Nos últimos anos, o cinema da América do Sul retratou de forma crua e detalhada as realidades duras da vida nessa região, com filmes como o aclamado "Cidade de Deus'', que se passa em uma violenta favela do Rio de Janeiro, e "Carandiru'', sobre o massacre ocorrido em uma prisão de São Paulo.

No festival de filmes de Cannes, no ano passado, a produção ''Buenos Aires 1977'', do diretor uruguaio Israel Adrian Caetano, contou a história real de quatro homens que tentaram escapar de um local onde eram torturados por forças especiais envolvidas na repressão a militantes de esquerda.

PELÉ, REPRESSÃO POLÍTICA

Segundo Hamburger, "O ano em que meus pais saíram de férias" não era para ser apenas mais um filme político. Isso porque abordava temas universais como a comunicação entre gerações, a amizade entre crianças e a possibilidade de haver tolerância entre diferentes culturas e religiões.

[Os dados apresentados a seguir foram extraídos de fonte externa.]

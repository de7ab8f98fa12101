//! Attaches HTTP request details from [`Context`] onto each logged entry.

use crate::entry::Entry;
use crate::error::SinkError;
use crate::sink::{ClosedSignal, Context, Sink};
use async_trait::async_trait;
use std::sync::Arc;

/// Wraps a [`Sink`], merging `ctx.http` into the entry's `details["http"]`
/// field before forwarding. A no-op when `ctx.http` is `None`, mirroring
/// the original decorator's zero-value check.
pub struct HttpDecorator {
    inner: Arc<dyn Sink>,
}

impl HttpDecorator {
    pub fn new(inner: Arc<dyn Sink>) -> Self {
        Self { inner }
    }
}

#[async_trait]
impl Sink for HttpDecorator {
    async fn log(&self, ctx: &Context, mut entry: Entry) -> Result<(), SinkError> {
        if let Some(http) = &ctx.http {
            let value = serde_json::to_value(http)
                .map_err(|e| SinkError::Dispatch(format!("failed to encode http details: {}", e)))?;
            entry.set_detail_if_absent("http", value);
        }
        self.inner.log(ctx, entry).await
    }

    async fn close(&self) -> Result<(), SinkError> {
        self.inner.close().await
    }

    fn closed_signal(&self) -> ClosedSignal {
        self.inner.closed_signal()
    }

    fn is_closed(&self) -> bool {
        self.inner.is_closed()
    }
}
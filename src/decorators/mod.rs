//! Context-attaching sink decorators.

pub mod http;
pub mod network;
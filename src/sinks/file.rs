//! A sink that appends newline-delimited JSON entries to a file.
//!
//! Construction validates the target path up front (created if missing,
//! rejected if it names a directory) the same way the original file-backed
//! logger validates its file descriptor before accepting it; the actual
//! write path reopens the file in append mode per write, mirroring the
//! `tokio::fs::OpenOptions` pattern used by this crate's JSON-lines
//! satellite-sink ancestor.

use crate::entry::Entry;
use crate::error::SinkError;
use crate::sink::{CloseNotifier, ClosedSignal, Context, Sink};
use async_trait::async_trait;
use std::path::{Path, PathBuf};
use std::sync::atomic::{AtomicBool, Ordering};
use tokio::io::AsyncWriteExt;

pub struct FileSink {
    path: PathBuf,
    notifier: CloseNotifier,
    closed_rx: tokio::sync::watch::Receiver<bool>,
    closed: AtomicBool,
}

impl FileSink {
    /// Validate and open `path`, creating it if it does not yet exist.
    pub async fn new(path: impl AsRef<Path>) -> Result<Self, SinkError> {
        let path = path.as_ref().to_path_buf();

        if !path.exists() {
            tokio::fs::OpenOptions::new().create(true).append(true).open(&path).await?;
        }

        let metadata = tokio::fs::metadata(&path).await?;
        if metadata.is_dir() {
            return Err(SinkError::Dispatch(format!("{} is a directory", path.display())));
        }

        let (notifier, closed_rx) = CloseNotifier::new();
        Ok(Self { path, notifier, closed_rx, closed: AtomicBool::new(false) })
    }
}

#[async_trait]
impl Sink for FileSink {
    async fn log(&self, _ctx: &Context, entry: Entry) -> Result<(), SinkError> {
        if self.closed.load(Ordering::Acquire) {
            return Err(SinkError::Closed);
        }

        let line = serde_json::to_string(&entry)
            .map_err(|e| SinkError::Dispatch(format!("failed to encode entry: {}", e)))?
            + "\n";

        let mut file = tokio::fs::OpenOptions::new().create(true).append(true).open(&self.path).await?;
        file.write_all(line.as_bytes()).await?;
        file.flush().await?;
        Ok(())
    }

    async fn close(&self) -> Result<(), SinkError> {
        if !self.closed.swap(true, Ordering::AcqRel) {
            self.notifier.notify_closed();
        }
        Ok(())
    }

    fn closed_signal(&self) -> ClosedSignal {
        ClosedSignal::new(self.closed_rx.clone())
    }

    fn is_closed(&self) -> bool {
        self.closed.load(Ordering::Acquire)
    }
}
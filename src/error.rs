//! Error types for the audit pipeline.

use std::fmt;

/// Error returned by [`crate::sink::Sink::log`] and
/// [`crate::sink::Sink::close`].
#[derive(Debug)]
pub enum SinkError {
    /// The sink has been closed; no further entries are accepted.
    Closed,
    /// The terminal sink failed to dispatch the entry (I/O, transport, etc).
    Dispatch(String),
    /// Filesystem error from [`crate::sinks::file::FileSink`].
    Io(std::io::Error),
}

impl fmt::Display for SinkError {
    fn fmt(&self, f: &mut fmt::Formatter<'_>) -> fmt::Result {
        match self {
            Self::Closed => write!(f, "sink is closed"),
            Self::Dispatch(msg) => write!(f, "dispatch failed: {}", msg),
            Self::Io(e) => write!(f, "io error: {}", e),
        }
    }
}

impl std::error::Error for SinkError {
    fn source(&self) -> Option<&(dyn std::error::Error + 'static)> {
        match self {
            Self::Io(e) => Some(e),
            _ => None,
        }
    }
}

impl From<std::io::Error> for SinkError {
    fn from(e: std::io::Error) -> Self {
        Self::Io(e)
    }
}

impl SinkError {
    pub fn is_closed(&self) -> bool {
        matches!(self, Self::Closed)
    }

    pub fn is_dispatch(&self) -> bool {
        matches!(self, Self::Dispatch(_))
    }
}

/// Validation failure from one of the crate's builders.
#[derive(Debug, Clone, PartialEq, Eq)]
pub struct ConfigError(pub String);

impl fmt::Display for ConfigError {
    fn fmt(&self, f: &mut fmt::Formatter<'_>) -> fmt::Result {
        write!(f, "invalid configuration: {}", self.0)
    }
}

impl std::error::Error for ConfigError {}

/// Error surfaced by [`crate::geoip::CachedGeoIpResolver`] when the wrapped
/// resolver itself fails. Generic over the resolver's own error type,
/// mirroring how the inner error is threaded through a wrapping policy
/// elsewhere in this crate.
#[derive(Debug)]
pub enum ResolverError<E> {
    /// The wrapped resolver failed.
    Inner(E),
}

impl<E: fmt::Display> fmt::Display for ResolverError<E> {
    fn fmt(&self, f: &mut fmt::Formatter<'_>) -> fmt::Result {
        match self {
            Self::Inner(e) => write!(f, "{}", e),
        }
    }
}

impl<E: std::error::Error + 'static> std::error::Error for ResolverError<E> {
    fn source(&self) -> Option<&(dyn std::error::Error + 'static)> {
        match self {
            Self::Inner(e) => Some(e),
        }
    }
}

Mauro, o garoto em torno do qual gira a narrativa, é adotado por um judeu do bairro do Bom Retiro, em São Paulo, depois de o avô dele morrer, e fica amigo de um grupo de jovens dessa área.

Os italianos, brasileiros e judeus unem-se por meio do futebol, juntando-se ao redor de aparelhos de TV para acompanhar o desempenho de Pelé e de seus companheiros de equipe na Copa do Mundo disputada no México.

- O futebol pode ser classificado como o ópio do povo -disse Hamburger. - No Brasil, o futebol é mais forte que o governo. O futebol é uma paixão compartilhada por todo mundo.

Apesar da alegria com as vitórias brasileiras, o garoto fica horas olhando para o telefone, na esperança de que seus pais liguem avisando que estão vindo buscá-lo.

A viagem de Hamburger a Berlim tem um gosto especial para o diretor, cujo pai era um judeu alemão nascido na cidade.

Segundo Hamburger, depois da queda do Muro de Berlim, em 1989, a família dele recebeu uma carta do governo alemão afirmando que as terras tiradas dela pelos nazistas e depois apropriadas pelos comunistas lhe seriam devolvidas.

- Eu ainda não vi o terreno pessoalmente, mas acho que vou conseguir fazer isso enquanto estiver aqui - afirmou.